» Exercise directions
Retype the data below in full, keeping every character as it is.
----- Supplied entries
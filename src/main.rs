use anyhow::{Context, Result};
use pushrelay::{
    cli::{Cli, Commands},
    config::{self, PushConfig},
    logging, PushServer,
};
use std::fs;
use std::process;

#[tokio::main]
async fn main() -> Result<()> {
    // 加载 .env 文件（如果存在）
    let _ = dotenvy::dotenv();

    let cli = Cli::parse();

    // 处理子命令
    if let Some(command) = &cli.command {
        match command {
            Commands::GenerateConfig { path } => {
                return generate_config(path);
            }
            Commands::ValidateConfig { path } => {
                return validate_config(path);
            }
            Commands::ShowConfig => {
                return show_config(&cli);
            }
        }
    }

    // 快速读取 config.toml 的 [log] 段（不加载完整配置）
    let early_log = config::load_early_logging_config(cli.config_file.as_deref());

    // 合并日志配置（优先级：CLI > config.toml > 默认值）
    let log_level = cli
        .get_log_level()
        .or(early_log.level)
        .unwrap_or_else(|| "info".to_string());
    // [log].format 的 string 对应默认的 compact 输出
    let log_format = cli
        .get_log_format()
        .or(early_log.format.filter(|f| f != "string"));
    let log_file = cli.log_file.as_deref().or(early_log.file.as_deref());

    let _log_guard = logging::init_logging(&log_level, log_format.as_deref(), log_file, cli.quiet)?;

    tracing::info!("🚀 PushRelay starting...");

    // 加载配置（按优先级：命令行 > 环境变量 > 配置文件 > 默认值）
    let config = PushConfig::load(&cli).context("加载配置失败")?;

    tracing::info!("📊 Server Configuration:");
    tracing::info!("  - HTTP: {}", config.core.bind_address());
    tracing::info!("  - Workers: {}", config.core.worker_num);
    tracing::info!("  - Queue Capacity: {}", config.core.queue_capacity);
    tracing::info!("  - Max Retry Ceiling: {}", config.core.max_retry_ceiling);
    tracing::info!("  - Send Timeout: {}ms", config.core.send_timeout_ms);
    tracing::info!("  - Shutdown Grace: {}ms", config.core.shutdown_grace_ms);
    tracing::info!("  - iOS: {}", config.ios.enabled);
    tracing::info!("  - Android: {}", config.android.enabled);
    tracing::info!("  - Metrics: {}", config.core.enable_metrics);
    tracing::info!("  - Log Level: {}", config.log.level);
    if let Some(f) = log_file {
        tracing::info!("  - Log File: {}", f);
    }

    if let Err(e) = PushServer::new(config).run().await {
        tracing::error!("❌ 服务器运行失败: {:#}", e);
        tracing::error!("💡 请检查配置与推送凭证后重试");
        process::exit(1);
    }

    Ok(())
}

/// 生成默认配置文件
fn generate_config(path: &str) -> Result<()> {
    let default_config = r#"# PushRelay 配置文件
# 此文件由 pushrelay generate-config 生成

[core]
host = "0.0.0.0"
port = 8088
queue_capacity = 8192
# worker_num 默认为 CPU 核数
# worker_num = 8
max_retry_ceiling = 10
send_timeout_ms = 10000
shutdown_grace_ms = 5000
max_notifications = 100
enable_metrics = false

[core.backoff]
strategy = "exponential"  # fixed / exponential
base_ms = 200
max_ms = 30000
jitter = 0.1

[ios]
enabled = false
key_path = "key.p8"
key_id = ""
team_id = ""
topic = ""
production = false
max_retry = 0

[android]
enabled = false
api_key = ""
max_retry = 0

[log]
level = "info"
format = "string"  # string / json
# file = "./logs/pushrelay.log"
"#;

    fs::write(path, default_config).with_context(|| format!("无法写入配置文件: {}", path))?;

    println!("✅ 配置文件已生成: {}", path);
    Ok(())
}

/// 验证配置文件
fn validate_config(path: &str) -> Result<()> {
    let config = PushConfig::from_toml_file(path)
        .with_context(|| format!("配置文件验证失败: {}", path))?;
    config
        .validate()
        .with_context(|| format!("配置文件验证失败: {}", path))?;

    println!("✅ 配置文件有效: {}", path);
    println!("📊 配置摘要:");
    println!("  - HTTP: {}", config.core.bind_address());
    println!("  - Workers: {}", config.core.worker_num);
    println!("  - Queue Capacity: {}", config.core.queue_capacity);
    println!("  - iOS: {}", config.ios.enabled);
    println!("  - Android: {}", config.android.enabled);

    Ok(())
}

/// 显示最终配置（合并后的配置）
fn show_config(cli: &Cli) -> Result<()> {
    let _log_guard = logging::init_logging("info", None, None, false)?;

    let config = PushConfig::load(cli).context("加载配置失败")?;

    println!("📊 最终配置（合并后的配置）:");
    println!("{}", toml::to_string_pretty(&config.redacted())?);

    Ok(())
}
----------
» Exercise answer
filename src/main.rs
use anyhow::{Context, Result};
use pushrelay::{
    cli::{Cli, Commands},
    config::{self, PushConfig},
    logging, PushServer,
};
use std::fs;
use std::process;

#[tokio::main]
async fn main() -> Result<()> {
    // 加载 .env 文件（如果存在）
    let _ = dotenvy::dotenv();

    let cli = Cli::parse();

    // 处理子命令
    if let Some(command) = &cli.command {
        match command {
            Commands::GenerateConfig { path } => {
                return generate_config(path);
            }
            Commands::ValidateConfig { path } => {
                return validate_config(path);
            }
            Commands::ShowConfig => {
                return show_config(&cli);
            }
        }
    }

    // 快速读取 config.toml 的 [log] 段（不加载完整配置）
    let early_log = config::load_early_logging_config(cli.config_file.as_deref());

    // 合并日志配置（优先级：CLI > config.toml > 默认值）
    let log_level = cli
        .get_log_level()
        .or(early_log.level)
        .unwrap_or_else(|| "info".to_string());
    // [log].format 的 string 对应默认的 compact 输出
    let log_format = cli
        .get_log_format()
        .or(early_log.format.filter(|f| f != "string"));
    let log_file = cli.log_file.as_deref().or(early_log.file.as_deref());

    let _log_guard = logging::init_logging(&log_level, log_format.as_deref(), log_file, cli.quiet)?;

    tracing::info!("🚀 PushRelay starting...");

    // 加载配置（按优先级：命令行 > 环境变量 > 配置文件 > 默认值）
    let config = PushConfig::load(&cli).context("加载配置失败")?;

    tracing::info!("📊 Server Configuration:");
    tracing::info!("  - HTTP: {}", config.core.bind_address());
    tracing::info!("  - Workers: {}", config.core.worker_num);
    tracing::info!("  - Queue Capacity: {}", config.core.queue_capacity);
    tracing::info!("  - Max Retry Ceiling: {}", config.core.max_retry_ceiling);
    tracing::info!("  - Send Timeout: {}ms", config.core.send_timeout_ms);
    tracing::info!("  - Shutdown Grace: {}ms", config.core.shutdown_grace_ms);
    tracing::info!("  - iOS: {}", config.ios.enabled);
    tracing::info!("  - Android: {}", config.android.enabled);
    tracing::info!("  - Metrics: {}", config.core.enable_metrics);
    tracing::info!("  - Log Level: {}", config.log.level);
    if let Some(f) = log_file {
        tracing::info!("  - Log File: {}", f);
    }

    if let Err(e) = PushServer::new(config).run().await {
        tracing::error!("❌ 服务器运行失败: {:#}", e);
        tracing::error!("💡 请检查配置与推送凭证后重试");
        process::exit(1);
    }

    Ok(())
}

/// 生成默认配置文件
fn generate_config(path: &str) -> Result<()> {
    let default_config = r#"# PushRelay 配置文件
# 此文件由 pushrelay generate-config 生成

[core]
host = "0.0.0.0"
port = 8088
queue_capacity = 8192
# worker_num 默认为 CPU 核数
# worker_num = 8
max_retry_ceiling = 10
send_timeout_ms = 10000
shutdown_grace_ms = 5000
max_notifications = 100
enable_metrics = false

[core.backoff]
strategy = "exponential"  # fixed / exponential
base_ms = 200
max_ms = 30000
jitter = 0.1

[ios]
enabled = false
key_path = "key.p8"
key_id = ""
team_id = ""
topic = ""
production = false
max_retry = 0

[android]
enabled = false
api_key = ""
max_retry = 0

[log]
level = "info"
format = "string"  # string / json
# file = "./logs/pushrelay.log"
"#;

    fs::write(path, default_config).with_context(|| format!("无法写入配置文件: {}", path))?;

    println!("✅ 配置文件已生成: {}", path);
    Ok(())
}

/// 验证配置文件
fn validate_config(path: &str) -> Result<()> {
    let config = PushConfig::from_toml_file(path)
        .with_context(|| format!("配置文件验证失败: {}", path))?;
    config
        .validate()
        .with_context(|| format!("配置文件验证失败: {}", path))?;

    println!("✅ 配置文件有效: {}", path);
    println!("📊 配置摘要:");
    println!("  - HTTP: {}", config.core.bind_address());
    println!("  - Workers: {}", config.core.worker_num);
    println!("  - Queue Capacity: {}", config.core.queue_capacity);
    println!("  - iOS: {}", config.ios.enabled);
    println!("  - Android: {}", config.android.enabled);

    Ok(())
}

/// 显示最终配置（合并后的配置）
fn show_config(cli: &Cli) -> Result<()> {
    let _log_guard = logging::init_logging("info", None, None, false)?;

    let config = PushConfig::load(cli).context("加载配置失败")?;

    println!("📊 最终配置（合并后的配置）:");
    println!("{}", toml::to_string_pretty(&config.redacted())?);

    Ok(())
}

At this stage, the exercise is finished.